A Message from the Mayor

In case you missed it, the Council made several important decisions this week. I want to share some perspective on why we increased the millage rate and raised police compensation at the same time.   

 

You might not be aware that when we became a city, the assessment of your home’s value was frozen. For city and county taxes, but not for schools, your property value is frozen at the assessed value either from 2009 or when you purchased it, if later than 2009. You can look at your actual bill, year over year, and see that the city tax amount has remained the same.

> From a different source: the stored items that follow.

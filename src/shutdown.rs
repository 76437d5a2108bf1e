// SPDX-License-Identifier: AGPL-3.0-or-later
//
// Copyright (C) 2026 Relational Network

//! # Shutdown Coordinator
//!
//! ```text
//! RUNNING --signal--> DRAINING --pool stopped, identity released--> STOPPED
//! ```
//!
//! The first termination signal cancels the `drain` token: the dispatcher
//! stops accepting connections and waits for in-flight requests, bounded by
//! the drain timeout. A second signal while draining cancels the `force`
//! token, which cuts that wait short. Further signals are ignored.
//!
//! Uses `tokio_util::sync::CancellationToken`, the same way background
//! loops in this service observe shutdown.

use std::sync::atomic::{AtomicU8, Ordering};
use std::sync::OnceLock;
use std::time::{Duration, Instant};

use tokio_util::sync::CancellationToken;
use tracing::{debug, info, warn};

const RUNNING: u8 = 0;
const DRAINING: u8 = 1;
const STOPPED: u8 = 2;

#[derive(Debug, Clone, Copy, PartialEq, Eq)]
pub enum ShutdownState {
    Running,
    Draining,
    Stopped,
}

impl ShutdownState {
    fn from_raw(raw: u8) -> Self {
        match raw {
            RUNNING => ShutdownState::Running,
            DRAINING => ShutdownState::Draining,
            _ => ShutdownState::Stopped,
        }
    }
}

#[derive(Debug)]
pub struct ShutdownCoordinator {
    state: AtomicU8,
    drain: CancellationToken,
    force: CancellationToken,
    drain_timeout: Duration,
    drain_started: OnceLock<Instant>,
}

impl ShutdownCoordinator {
    pub fn new(drain_timeout: Duration) -> Self {
        Self {
            state: AtomicU8::new(RUNNING),
            drain: CancellationToken::new(),
            force: CancellationToken::new(),
            drain_timeout,
            drain_started: OnceLock::new(),
        }
    }

    pub fn state(&self) -> ShutdownState {
        ShutdownState::from_raw(self.state.load(Ordering::Acquire))
    }

    /// Cancelled when draining starts.
    pub fn drain_token(&self) -> CancellationToken {
        self.drain.clone()
    }

    /// Cancelled when a second signal arrives while draining.
    pub fn force_token(&self) -> CancellationToken {
        self.force.clone()
    }

    /// Handle one termination request. Returns the resulting state.
    pub fn request_shutdown(&self) -> ShutdownState {
        match self
            .state
            .compare_exchange(RUNNING, DRAINING, Ordering::AcqRel, Ordering::Acquire)
        {
            Ok(_) => {
                let _ = self.drain_started.set(Instant::now());
                info!(timeout = ?self.drain_timeout, "Shutdown requested; draining in-flight work");
                self.drain.cancel();
                ShutdownState::Draining
            }
            Err(DRAINING) => {
                if !self.force.is_cancelled() {
                    warn!("Second shutdown request while draining; cutting drain short");
                    self.force.cancel();
                }
                ShutdownState::Draining
            }
            Err(_) => {
                debug!("Shutdown requested after stop; ignoring");
                ShutdownState::Stopped
            }
        }
    }

    /// Time left of the drain budget. The whole budget before draining
    /// starts, zero once shutdown has been forced.
    pub fn drain_remaining(&self) -> Duration {
        if self.force.is_cancelled() {
            return Duration::ZERO;
        }
        match self.drain_started.get() {
            Some(started) => self.drain_timeout.saturating_sub(started.elapsed()),
            None => self.drain_timeout,
        }
    }

    /// Final transition, after the identity has been released.
    pub fn mark_stopped(&self) {
        self.state.store(STOPPED, Ordering::Release);
        info!("Service stopped");
    }

    /// Wait for `drain`, then for the drain timeout or `force`, whichever
    /// comes first.
    pub async fn drain_deadline(&self) {
        self.drain.cancelled().await;
        tokio::select! {
            _ = tokio::time::sleep(self.drain_remaining()) => {
                warn!(timeout = ?self.drain_timeout, "Drain timeout elapsed");
            }
            _ = self.force.cancelled() => {}
        }
    }

    /// Turn SIGTERM, SIGQUIT and Ctrl-C into shutdown requests.
    ///
    /// Returns once a forced shutdown has been requested. Signals arriving
    /// after that are swallowed.
    pub async fn listen_for_signals(&self) -> std::io::Result<()> {
        let mut signals = Signals::install()?;
        loop {
            tokio::select! {
                name = signals.recv() => {
                    info!(signal = name, "Received termination signal");
                    if self.request_shutdown() == ShutdownState::Stopped {
                        return Ok(());
                    }
                }
                _ = self.force.cancelled() => return Ok(()),
            }
        }
    }
}

struct Signals {
    #[cfg(unix)]
    term: tokio::signal::unix::Signal,
    #[cfg(unix)]
    quit: tokio::signal::unix::Signal,
}

impl Signals {
    fn install() -> std::io::Result<Self> {
        #[cfg(unix)]
        {
            use tokio::signal::unix::{signal, SignalKind};
            Ok(Self {
                term: signal(SignalKind::terminate())?,
                quit: signal(SignalKind::quit())?,
            })
        }
        #[cfg(not(unix))]
        {
            Ok(Self {})
        }
    }

    async fn recv(&mut self) -> &'static str {
        #[cfg(unix)]
        {
            tokio::select! {
                _ = self.term.recv() => "SIGTERM",
                _ = self.quit.recv() => "SIGQUIT",
                Ok(()) = tokio::signal::ctrl_c() => "SIGINT",
            }
        }
        #[cfg(not(unix))]
        {
            loop {
                if tokio::signal::ctrl_c().await.is_ok() {
                    return "ctrl-c";
                }
            }
        }
    }
}
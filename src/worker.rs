// SPDX-License-Identifier: AGPL-3.0-or-later
//
// Copyright (C) 2026 Relational Network

//! Bounded worker pool for blocking enclave calls.
//!
//! A fixed set of OS threads pulls units of work from a bounded queue. The
//! event loop submits a closure and awaits its result on a oneshot channel,
//! so the loop never runs secure-module or disk work itself.
//!
//! - A full queue makes submitters wait; nothing is dropped.
//! - A panicking unit is caught and reported as [`PoolError::Panicked`];
//!   the worker thread keeps serving.
//! - [`WorkerPool::shutdown`] refuses new units, lets queued ones finish and
//!   joins the threads. Only the first call does anything. The join runs on
//!   a detached thread, so a unit stuck past the deadline never holds up the
//!   runtime's own shutdown.

use std::panic::{self, AssertUnwindSafe};
use std::sync::atomic::{AtomicUsize, Ordering};
use std::sync::{Arc, Mutex, PoisonError};
use std::thread::JoinHandle;
use std::time::Duration;

use tokio::sync::{mpsc, oneshot};
use tracing::{debug, error, info, warn};

type Job = Box<dyn FnOnce() + Send + 'static>;

#[derive(Debug, thiserror::Error)]
pub enum PoolError {
    #[error("worker pool is shut down")]
    Closed,

    #[error("unit of work panicked")]
    Panicked,

    #[error("failed to spawn worker thread: {0}")]
    Spawn(String),
}

pub struct WorkerPool {
    sender: Mutex<Option<mpsc::Sender<Job>>>,
    handles: Mutex<Vec<JoinHandle<()>>>,
    pending: Arc<AtomicUsize>,
    worker_count: usize,
}

impl WorkerPool {
    /// Start `worker_count` threads sharing a queue of `queue_depth` units.
    pub fn new(worker_count: usize, queue_depth: usize) -> Result<Self, PoolError> {
        let (sender, receiver) = mpsc::channel::<Job>(queue_depth.max(1));
        let receiver = Arc::new(Mutex::new(receiver));

        let mut handles = Vec::with_capacity(worker_count);
        for i in 0..worker_count {
            let receiver = Arc::clone(&receiver);
            let handle = std::thread::Builder::new()
                .name(format!("eservice-worker-{i}"))
                .spawn(move || worker_loop(i, receiver))
                .map_err(|e| PoolError::Spawn(e.to_string()))?;
            handles.push(handle);
        }

        info!(workers = worker_count, queue_depth, "Worker pool started");

        Ok(Self {
            sender: Mutex::new(Some(sender)),
            handles: Mutex::new(handles),
            pending: Arc::new(AtomicUsize::new(0)),
            worker_count,
        })
    }

    pub fn worker_count(&self) -> usize {
        self.worker_count
    }

    /// Units queued or running.
    pub fn pending(&self) -> usize {
        self.pending.load(Ordering::Acquire)
    }

    pub fn is_closed(&self) -> bool {
        self.sender
            .lock()
            .unwrap_or_else(PoisonError::into_inner)
            .is_none()
    }

    /// Run `f` on a worker thread and wait for its result.
    ///
    /// Waits for queue space when the queue is full.
    pub async fn submit<F, T>(&self, f: F) -> Result<T, PoolError>
    where
        F: FnOnce() -> T + Send + 'static,
        T: Send + 'static,
    {
        let sender = self
            .sender
            .lock()
            .unwrap_or_else(PoisonError::into_inner)
            .clone()
            .ok_or(PoolError::Closed)?;

        let (reply_tx, reply_rx) = oneshot::channel();
        let pending = Arc::clone(&self.pending);
        let job: Job = Box::new(move || {
            let outcome = panic::catch_unwind(AssertUnwindSafe(f));
            pending.fetch_sub(1, Ordering::AcqRel);
            // The submitter may have gone away (client disconnected).
            let _ = reply_tx.send(outcome);
        });

        self.pending.fetch_add(1, Ordering::AcqRel);
        if sender.send(job).await.is_err() {
            self.pending.fetch_sub(1, Ordering::AcqRel);
            return Err(PoolError::Closed);
        }
        drop(sender);

        match reply_rx.await {
            Ok(Ok(value)) => Ok(value),
            Ok(Err(_)) => Err(PoolError::Panicked),
            Err(_) => Err(PoolError::Closed),
        }
    }

    /// Refuse new units, drain the queue and join the workers.
    ///
    /// Returns `false` if the workers were still busy when `deadline`
    /// passed. Later calls return `true` immediately.
    pub async fn shutdown(&self, deadline: Duration) -> bool {
        let sender = self
            .sender
            .lock()
            .unwrap_or_else(PoisonError::into_inner)
            .take();
        if sender.is_none() {
            debug!("Worker pool already shut down");
            return true;
        }
        drop(sender);

        let handles = std::mem::take(&mut *self.handles.lock().unwrap_or_else(PoisonError::into_inner));
        info!(pending = self.pending(), "Draining worker pool");

        let (joined_tx, joined_rx) = oneshot::channel();
        let joiner = std::thread::Builder::new()
            .name("eservice-worker-join".to_string())
            .spawn(move || {
                for handle in handles {
                    if handle.join().is_err() {
                        error!("Worker thread exited abnormally");
                    }
                }
                let _ = joined_tx.send(());
            });
        if let Err(e) = joiner {
            warn!(error = %e, "Unable to join worker threads; leaving them detached");
            return false;
        }

        match tokio::time::timeout(deadline, joined_rx).await {
            Ok(_) => {
                info!("Worker pool stopped");
                true
            }
            Err(_) => {
                warn!(pending = self.pending(), ?deadline, "Worker pool did not drain before deadline");
                false
            }
        }
    }
}

impl std::fmt::Debug for WorkerPool {
    fn fmt(&self, f: &mut std::fmt::Formatter<'_>) -> std::fmt::Result {
        f.debug_struct("WorkerPool")
            .field("worker_count", &self.worker_count)
            .field("pending", &self.pending())
            .field("closed", &self.is_closed())
            .finish()
    }
}

fn worker_loop(id: usize, receiver: Arc<Mutex<mpsc::Receiver<Job>>>) {
    debug!(worker = id, "Worker started");
    loop {
        let job = {
            let mut rx = receiver.lock().unwrap_or_else(PoisonError::into_inner);
            rx.blocking_recv()
        };
        match job {
            Some(job) => job(),
            None => break,
        }
    }
    debug!(worker = id, "Worker exiting (queue closed)");
}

City taxes make up approximately 4-5% of your bill.   

 

Though the founders of the city set the initial millage rate at 2.74, they also anticipated that a future Council might need increased revenue. They included in the City’s Charter the ability for Council to raise the millage rate to 3.04. Any amount above that would require a referendum. Raising the millage to the cap will cost the average homeowner in Dunwoody somewhere between $33 and $69 a year but will result in an increase of about a million dollars a year for city revenue. 

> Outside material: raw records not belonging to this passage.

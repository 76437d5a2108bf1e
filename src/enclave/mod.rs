// SPDX-License-Identifier: AGPL-3.0-or-later
//
// Copyright (C) 2026 Relational Network

//! # Secure Module Boundary
//!
//! The secure-execution primitive is consumed as a black box through two
//! traits:
//!
//! - [`SecureModule`] mints a new identity (`create`) or reopens a persisted
//!   one (`load`).
//! - [`Enclave`] is a live, opened identity: it produces registration proof,
//!   runs the three capability operations and releases its resources on
//!   `shutdown`.
//!
//! [`EnclaveIdentity`] wraps the single live enclave of the process together
//! with its public record. It is shared read-only (behind `Arc`) by every
//! endpoint and released exactly once at shutdown.
//!
//! All trait methods are blocking. Callers on the event loop must hand them
//! to the worker pool (or a blocking thread) instead of calling them inline.

pub mod simulator;

use std::sync::atomic::{AtomicBool, Ordering};

use crate::models::{
    EnclaveInfo, InitializeRequest, InitializeResponse, InvokeRequest, InvokeResponse,
    SealedIdentity, VerifyRequest, VerifyResponse,
};

pub use simulator::SimulatedModule;

/// Errors raised by the secure module.
#[derive(Debug, thiserror::Error)]
pub enum EnclaveError {
    /// Caller supplied input the module cannot act on.
    #[error("invalid request: {0}")]
    InvalidRequest(String),

    #[error("unknown execution context: {0}")]
    UnknownContext(String),

    /// Sealed state could not be opened or does not match its record.
    #[error("unable to unseal enclave state: {0}")]
    Unseal(String),

    #[error("enclave key operation failed: {0}")]
    Crypto(String),

    /// Root secret under the key root is missing or unusable.
    #[error("secure module key root: {0}")]
    KeyRoot(String),

    /// The identity was already released during shutdown.
    #[error("enclave has been released")]
    Released,
}

/// Factory side of the secure module.
pub trait SecureModule: Send + Sync {
    /// Mint a brand-new identity. Returns the record to persist and the
    /// opened enclave.
    fn create(&self) -> Result<(SealedIdentity, Box<dyn Enclave>), EnclaveError>;

    /// Reopen a persisted identity.
    fn load(&self, record: &SealedIdentity) -> Result<Box<dyn Enclave>, EnclaveError>;
}

/// An opened enclave identity.
pub trait Enclave: Send + Sync {
    /// Opaque evidence submitted with the registration request.
    fn registration_proof(&self) -> Result<String, EnclaveError>;

    fn initialize(&self, request: InitializeRequest) -> Result<InitializeResponse, EnclaveError>;

    fn invoke(&self, request: InvokeRequest) -> Result<InvokeResponse, EnclaveError>;

    fn verify(&self, request: VerifyRequest) -> Result<VerifyResponse, EnclaveError>;

    /// Release module resources. Called at most once, by [`EnclaveIdentity::release`].
    fn shutdown(&self);
}

/// The process-wide enclave identity.
pub struct EnclaveIdentity {
    record: SealedIdentity,
    enclave: Box<dyn Enclave>,
    released: AtomicBool,
}

impl EnclaveIdentity {
    pub fn new(record: SealedIdentity, enclave: Box<dyn Enclave>) -> Self {
        Self {
            record,
            enclave,
            released: AtomicBool::new(false),
        }
    }

    pub fn info(&self) -> &EnclaveInfo {
        &self.record.info
    }

    pub fn enclave_id(&self) -> &str {
        &self.record.info.enclave_id
    }

    pub fn registration_proof(&self) -> Result<String, EnclaveError> {
        self.ensure_live()?;
        self.enclave.registration_proof()
    }

    pub fn initialize(&self, request: InitializeRequest) -> Result<InitializeResponse, EnclaveError> {
        self.ensure_live()?;
        self.enclave.initialize(request)
    }

    pub fn invoke(&self, request: InvokeRequest) -> Result<InvokeResponse, EnclaveError> {
        self.ensure_live()?;
        self.enclave.invoke(request)
    }

    pub fn verify(&self, request: VerifyRequest) -> Result<VerifyResponse, EnclaveError> {
        self.ensure_live()?;
        self.enclave.verify(request)
    }

    /// Release the enclave's resources.
    ///
    /// Only the first call reaches the module; later calls return `false`
    /// and do nothing.
    pub fn release(&self) -> bool {
        if self.released.swap(true, Ordering::AcqRel) {
            tracing::debug!(enclave_id = %self.enclave_id(), "Enclave already released");
            return false;
        }
        tracing::info!(enclave_id = %self.enclave_id(), "Releasing enclave resources");
        self.enclave.shutdown();
        true
    }

    pub fn is_released(&self) -> bool {
        self.released.load(Ordering::Acquire)
    }

    fn ensure_live(&self) -> Result<(), EnclaveError> {
        if self.is_released() {
            Err(EnclaveError::Released)
        } else {
            Ok(())
        }
    }
}

impl std::fmt::Debug for EnclaveIdentity {
    fn fmt(&self, f: &mut std::fmt::Formatter<'_>) -> std::fmt::Result {
        f.debug_struct("EnclaveIdentity")
            .field("enclave_id", &self.record.info.enclave_id)
            .field("released", &self.is_released())
            .finish_non_exhaustive()
    }
}

#[cfg(test)]
mod tests {
    use super::*;
    use crate::testing::{sample_record, StubEnclave};

    #[test]
    fn release_reaches_module_once() {
        let enclave = StubEnclave::default();
        let shutdowns = enclave.shutdowns();
        let identity = EnclaveIdentity::new(sample_record(), Box::new(enclave));

        assert!(identity.release());
        assert!(!identity.release());
        assert!(identity.is_released());
        assert_eq!(shutdowns.load(Ordering::SeqCst), 1);
    }

    #[test]
    fn released_identity_refuses_work() {
        let identity = EnclaveIdentity::new(sample_record(), Box::new(StubEnclave::default()));
        identity.release();

        let err = identity
            .verify(VerifyRequest {
                context_id: "c".to_string(),
                sequence: 1,
                state_hash: "00".to_string(),
                signature: "AA==".to_string(),
            })
            .unwrap_err();
        assert!(matches!(err, EnclaveError::Released));
    }

    #[test]
    fn debug_output_hides_sealed_data() {
        let identity = EnclaveIdentity::new(sample_record(), Box::new(StubEnclave::default()));
        let printed = format!("{identity:?}");
        assert!(printed.contains("enclave_id"));
        assert!(!printed.contains("sealed"));
    }
}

Public safety is City Council’s primary responsibility. As you are likely aware, over the last few years, retaining and recruiting police officers has become more difficult. At Monday’s City Council meeting, we approved an additional pay adjustment. With this increase, officers, detectives, and sergeants with the Dunwoody Police Department will have received an average pay increase of 20.8% since December 2020. This reflects the importance of public safety in Dunwoody.  

 

We must be competitive with our neighboring cities in terms of salary and benefits. Click here to read all that Dunwoody offers to members of our Police Department. Council will actually vote on enhancing these benefits further at our next meeting.  

 

The need to raise police salaries has driven the timing of this millage rate increase, but we are facing other budget pressures, as well. Seventy percent of city revenues come from the commercial sector, and we are uncertain about future commercial property valuation. DeKalb County is also struggling to provide services, and now is the time to shore up our revenue in anticipation of either declining values and/or a need for the city to provide more services. 

 

We have discussed our financial situation extensively, publicly, over the last year or so. There have been at least 9 opportunities for the public to learn about, and comment on, the city’s financial situation. While not easy, we made the difficult decision, this week, to raise the millage rate in order to both improve the city’s financial health and keep the city moving forward.